INSTRUCTIONS TO FOLLOW >> Which of the lines below hold the word "InsufficientData"? Pull each of them out.

╭─ SUPPLIED DATA

// External imports
use polars::prelude::*;
use serde::{Deserialize, Serialize};

// Internal imports
use crate::constants::TIME_COLUMN;
use crate::error::{ForecastError, Result};
use crate::util::feature_engineering::FeatureFrame;
use crate::util::metrics::ForecastMetrics;

/// One evaluated test row
#[derive(Debug, Clone, Copy, PartialEq, Serialize, Deserialize)]
pub struct PredictionRow {
    pub time: i64,
    pub actual: f64,
    pub predicted: f64,
}

/// Predictions over the test partition with their error metrics
#[derive(Debug, Clone, PartialEq, Serialize, Deserialize)]
pub struct ForecastEvaluation {
    pub rows: Vec<PredictionRow>,
    pub metrics: ForecastMetrics,
}

impl ForecastEvaluation {
    /// Pair test rows with `predictions` in order and score them.
    ///
    /// When the two lengths differ both are truncated to the shorter one.
    pub fn new(test: &FeatureFrame, predictions: &[f64]) -> Result<Self> {
        if test.is_empty() {
            return Err(ForecastError::InsufficientData(
                "test partition is empty".to_string(),
            ));
        }
        if predictions.len() != test.len() {
            log::warn!(
                "{} predictions for {} test rows; truncating to the shorter",
                predictions.len(),
                test.len()
            );
        }

        let rows: Vec<PredictionRow> = test
            .times
            .iter()
            .zip(&test.target)
            .zip(predictions)
            .map(|((&time, &actual), &predicted)| PredictionRow {
                time,
                actual,
                predicted,
            })
            .collect();

        let actual: Vec<f64> = rows.iter().map(|r| r.actual).collect();
        let predicted: Vec<f64> = rows.iter().map(|r| r.predicted).collect();
        let metrics = ForecastMetrics::compute(&actual, &predicted).ok_or_else(|| {
            ForecastError::InsufficientData("no predictions to evaluate".to_string())
        })?;

        log::info!(
            "Evaluated {} rows: RMSE={:.6} MAE={:.6}",
            rows.len(),
            metrics.rmse,
            metrics.mae
        );
        Ok(Self { rows, metrics })
    }

    /// Result table `time, actual, predicted`
    pub fn to_dataframe(&self) -> PolarsResult<DataFrame> {
        df! {
            TIME_COLUMN => self.rows.iter().map(|r| r.time).collect::<Vec<_>>(),
            "actual" => self.rows.iter().map(|r| r.actual).collect::<Vec<_>>(),
            "predicted" => self.rows.iter().map(|r| r.predicted).collect::<Vec<_>>()
        }
    }
}

#[cfg(test)]
mod tests {
    use super::*;
    use ndarray::Array2;

    fn test_frame(target: Vec<f64>) -> FeatureFrame {
        let n = target.len();
        FeatureFrame {
            times: (0..n as i64).map(|t| 1_700_000_000 + 60 * t).collect(),
            feature_names: vec!["close_lag_1".to_string()],
            features: Array2::zeros((n, 1)),
            target,
        }
    }

    #[test]
    fn test_rows_align_with_test_partition() {
        let test = test_frame(vec![1.0, 2.0, 3.0]);
        let eval = ForecastEvaluation::new(&test, &[1.0, 2.0, 4.0]).unwrap();
        assert_eq!(eval.rows.len(), 3);
        assert_eq!(eval.rows[2].time, test.times[2]);
        assert_eq!(eval.rows[2].predicted, 4.0);
        assert!((eval.metrics.mae - 1.0 / 3.0).abs() < 1e-12);
    }

    #[test]
    fn test_length_mismatch_truncates() {
        let test = test_frame(vec![1.0, 2.0, 3.0]);
        let eval = ForecastEvaluation::new(&test, &[1.0, 2.0]).unwrap();
        assert_eq!(eval.rows.len(), 2);
        assert_eq!(eval.metrics.rmse, 0.0);
    }

    #[test]
    fn test_empty_test_partition() {
        let test = test_frame(vec![]);
        assert!(matches!(
            ForecastEvaluation::new(&test, &[]),
            Err(ForecastError::InsufficientData(_))
        ));
        let test = test_frame(vec![1.0]);
        assert!(ForecastEvaluation::new(&test, &[]).is_err());
    }

    #[test]
    fn test_to_dataframe() {
        let test = test_frame(vec![5.0, 6.0]);
        let eval = ForecastEvaluation::new(&test, &[5.5, 6.5]).unwrap();
        let df = eval.to_dataframe().unwrap();
        assert_eq!(df.shape(), (2, 3));
        assert_eq!(df.get_column_names_str(), vec!["time", "actual", "predicted"]);
    }
}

╰─

SOLUTION BELOW >>
            return Err(ForecastError::InsufficientData(
            ForecastError::InsufficientData("no predictions to evaluate".to_string())
            Err(ForecastError::InsufficientData(_))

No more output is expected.